Fluor Corporation has won a key pre-construction contract to support X-energy’s planned small modular reactor (SMR) project at Dow Chemical’s Seadrift facility in Texas, the companies said. Fluor will carry out Front-End Loading Stage 2 (FEL-2) engineering and planning — a decisive early phase in which engineers define scope, test technical feasibility and set cost and risk management frameworks that determine whether a project moves into full-scale development.
The work covers planning for four 80-megawatt reactors at the Seadrift site — a 320-megawatt combined capacity intended to supply carbon-free electricity and industrial steam to Dow while replacing aging on-site infrastructure. The initiative is being advanced with backing from the U.S. Department of Energy through its Advanced Reactor Demonstration Program, which uses cost-sharing partnerships to accelerate commercialization of advanced reactor designs. A construction permit application was submitted in March 2025 and is currently under review by the U.S. Nuclear Regulatory Commission, a regulatory milestone that keeps the project on a path toward potential deployment while formal approvals remain outstanding.

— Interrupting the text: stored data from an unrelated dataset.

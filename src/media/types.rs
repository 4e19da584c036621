use super::error::{Result, ServiceError};
use bytes::Bytes;
use futures::stream::BoxStream;
use serde::Serialize;
use std::fmt;
use std::str::FromStr;

/// Response body bytes, already decoupled from where they come from.
pub type ByteStream = BoxStream<'static, std::io::Result<Bytes>>;

#[derive(Debug, Clone, Copy, PartialEq, Eq, Serialize)]
#[serde(rename_all = "lowercase")]
pub enum Platform {
    YouTube,
    TikTok,
    Facebook,
    Unsupported,
}

impl Platform {
    /// Hostname substring match on the raw URL.
    pub fn classify(url: &str) -> Self {
        if url.contains("youtube.com") || url.contains("youtu.be") {
            Self::YouTube
        } else if url.contains("tiktok.com") {
            Self::TikTok
        } else if url.contains("facebook.com") || url.contains("fb.watch") {
            Self::Facebook
        } else {
            Self::Unsupported
        }
    }

    pub fn as_str(&self) -> &'static str {
        match self {
            Self::YouTube => "youtube",
            Self::TikTok => "tiktok",
            Self::Facebook => "facebook",
            Self::Unsupported => "unsupported",
        }
    }

    pub fn display_name(&self) -> &'static str {
        match self {
            Self::YouTube => "YouTube",
            Self::TikTok => "TikTok",
            Self::Facebook => "Facebook",
            Self::Unsupported => "Unsupported",
        }
    }
}

impl fmt::Display for Platform {
    fn fmt(&self, f: &mut fmt::Formatter<'_>) -> fmt::Result {
        f.write_str(self.as_str())
    }
}

/// A URL whose platform has been decided once and for all.
#[derive(Debug, Clone)]
pub struct VideoSource {
    url: String,
    platform: Platform,
}

impl VideoSource {
    pub fn parse(url: &str) -> Result<Self> {
        let url = url.trim();
        if url.is_empty() {
            return Err(ServiceError::MissingUrl);
        }

        match Platform::classify(url) {
            Platform::Unsupported => Err(ServiceError::UnsupportedPlatform),
            platform => Ok(Self {
                url: url.to_string(),
                platform,
            }),
        }
    }

    pub fn url(&self) -> &str {
        &self.url
    }

    pub fn platform(&self) -> Platform {
        self.platform
    }
}

#[derive(Debug, Clone, PartialEq, Serialize)]
pub struct VideoInfo {
    pub title: String,
    pub thumbnail: String,
    pub duration: String,
    pub author: String,
}

#[derive(Debug, Clone, Copy, PartialEq, Eq, Serialize)]
#[serde(rename_all = "lowercase")]
pub enum Container {
    Mp4,
    Mp3,
}

impl Container {
    pub fn extension(&self) -> &'static str {
        match self {
            Self::Mp4 => "mp4",
            Self::Mp3 => "mp3",
        }
    }

    pub fn content_type(&self) -> &'static str {
        match self {
            Self::Mp4 => "video/mp4",
            Self::Mp3 => "audio/mpeg",
        }
    }
}

impl FromStr for Container {
    type Err = ServiceError;

    fn from_str(s: &str) -> Result<Self> {
        match s.trim().to_ascii_lowercase().as_str() {
            "mp4" => Ok(Self::Mp4),
            "mp3" => Ok(Self::Mp3),
            _ => Err(ServiceError::InvalidParameter {
                name: "format",
                value: s.to_string(),
            }),
        }
    }
}

#[derive(Debug, Clone, Copy, PartialEq, Eq, Serialize)]
#[serde(rename_all = "lowercase")]
pub enum MediaKind {
    Video,
    Audio,
}

/// One downloadable encoding as presented to the client.
#[derive(Debug, Clone, PartialEq, Serialize)]
pub struct Rendition {
    pub id: String,
    pub format: Container,
    pub quality: String,
    #[serde(rename = "type")]
    pub kind: MediaKind,
    /// Only meaningful on TikTok; absent elsewhere.
    #[serde(skip_serializing_if = "Option::is_none")]
    pub watermark: Option<bool>,
    pub size: String,
    #[serde(skip_serializing_if = "Option::is_none")]
    pub url: Option<String>,
}

impl Rendition {
    pub fn new(id: &str, format: Container, quality: &str, kind: MediaKind, size: String) -> Self {
        Self {
            id: id.to_string(),
            format,
            quality: quality.to_string(),
            kind,
            watermark: None,
            size,
            url: None,
        }
    }

    pub fn with_url(mut self, url: Option<String>) -> Self {
        self.url = url;
        self
    }
}

#[derive(Debug, Clone)]
pub struct MediaInfo {
    pub video: VideoInfo,
    pub formats: Vec<Rendition>,
}

/// Query of a download call, re-resolved against live upstream data.
#[derive(Debug, Clone)]
pub struct DownloadRequest {
    pub source: VideoSource,
    pub format: Container,
    pub quality: String,
    pub watermark: Option<bool>,
}

impl DownloadRequest {
    /// `watermark` is tri-state: `Some(true)` only for the literal `"true"`.
    pub fn parse_watermark(raw: Option<&str>) -> Option<bool> {
        raw.map(|value| value == "true")
    }

    /// Attachment name used by the page-scraped platforms. Only TikTok marks
    /// watermarked files. `quality` comes from the client and ends up in a
    /// header, so anything outside `[A-Za-z0-9_-]` is dropped.
    pub fn attachment_name(&self) -> String {
        let watermarked =
            self.source.platform() == Platform::TikTok && self.watermark == Some(true);
        let suffix = if watermarked { "-wm" } else { "" };
        let quality: String = self
            .quality
            .chars()
            .filter(|c| c.is_ascii_alphanumeric() || *c == '_' || *c == '-')
            .collect();
        format!(
            "{}-{}{}.{}",
            self.source.platform(),
            quality,
            suffix,
            self.format.extension()
        )
    }
}

pub struct Download {
    pub filename: String,
    pub content_type: &'static str,
    pub body: ByteStream,
}

impl fmt::Debug for Download {
    fn fmt(&self, f: &mut fmt::Formatter<'_>) -> fmt::Result {
        f.debug_struct("Download")
            .field("filename", &self.filename)
            .field("content_type", &self.content_type)
            .finish_non_exhaustive()
    }
}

FEL-2 work is a critical gateway: its outcomes will shape final capital estimates, procurement strategy and how construction risks are managed, and may position Fluor to compete for sizeable subsequent engineering and build contracts if the project proceeds. Fluor emphasized its multi-decade nuclear experience and existing federal relationships as assets for managing regulatory complexity and technical risk during the pre-construction stage.
The award arrives as Fluor reports rising backlog and a strategic pivot from restructuring to growth. The company said its backlog stood at $25.5 billion at the end of fourth-quarter 2025, with full-year new awards totaling $12 billion. Management highlighted that 81% of the backlog is reimbursable work — a contract profile that typically improves revenue visibility and margin stability — and said it expects a book-to-burn ratio above 1 in 2026, driven by strengthening customer demand later in the year.
Fluor’s Energy Solutions segment, which won the FEL-2 work, has been busy with other higher-margin engineering assignments, including a U.S. LNG front-end engineering design (FEED) contract and new utility gas-fired project work. Across the company, recent wins cited by management include a major life sciences project for Eli Lilly in the Urban Solutions business and a contract extension at the Portsmouth facility in the Mission Solutions segment.
Financial markets showed little immediate enthusiasm for the news: Fluor shares slipped about 0.3% in after-hours trading following the announcement. Industry observers note that while FEL-2 awards are important early prizes, the real economic upside for contractors comes with firm construction contracts that depend on regulatory approvals, final investment decisions by customers, and availability of financing.
The Seadrift award is another tangible step in broader industry efforts to deploy SMRs for industrial decarbonization. If the NRC review and subsequent project milestones progress as planned, the collaboration between X-energy, Dow and Fluor could become one of the larger U.S. demonstrations of SMR technology powering heavy industrial loads.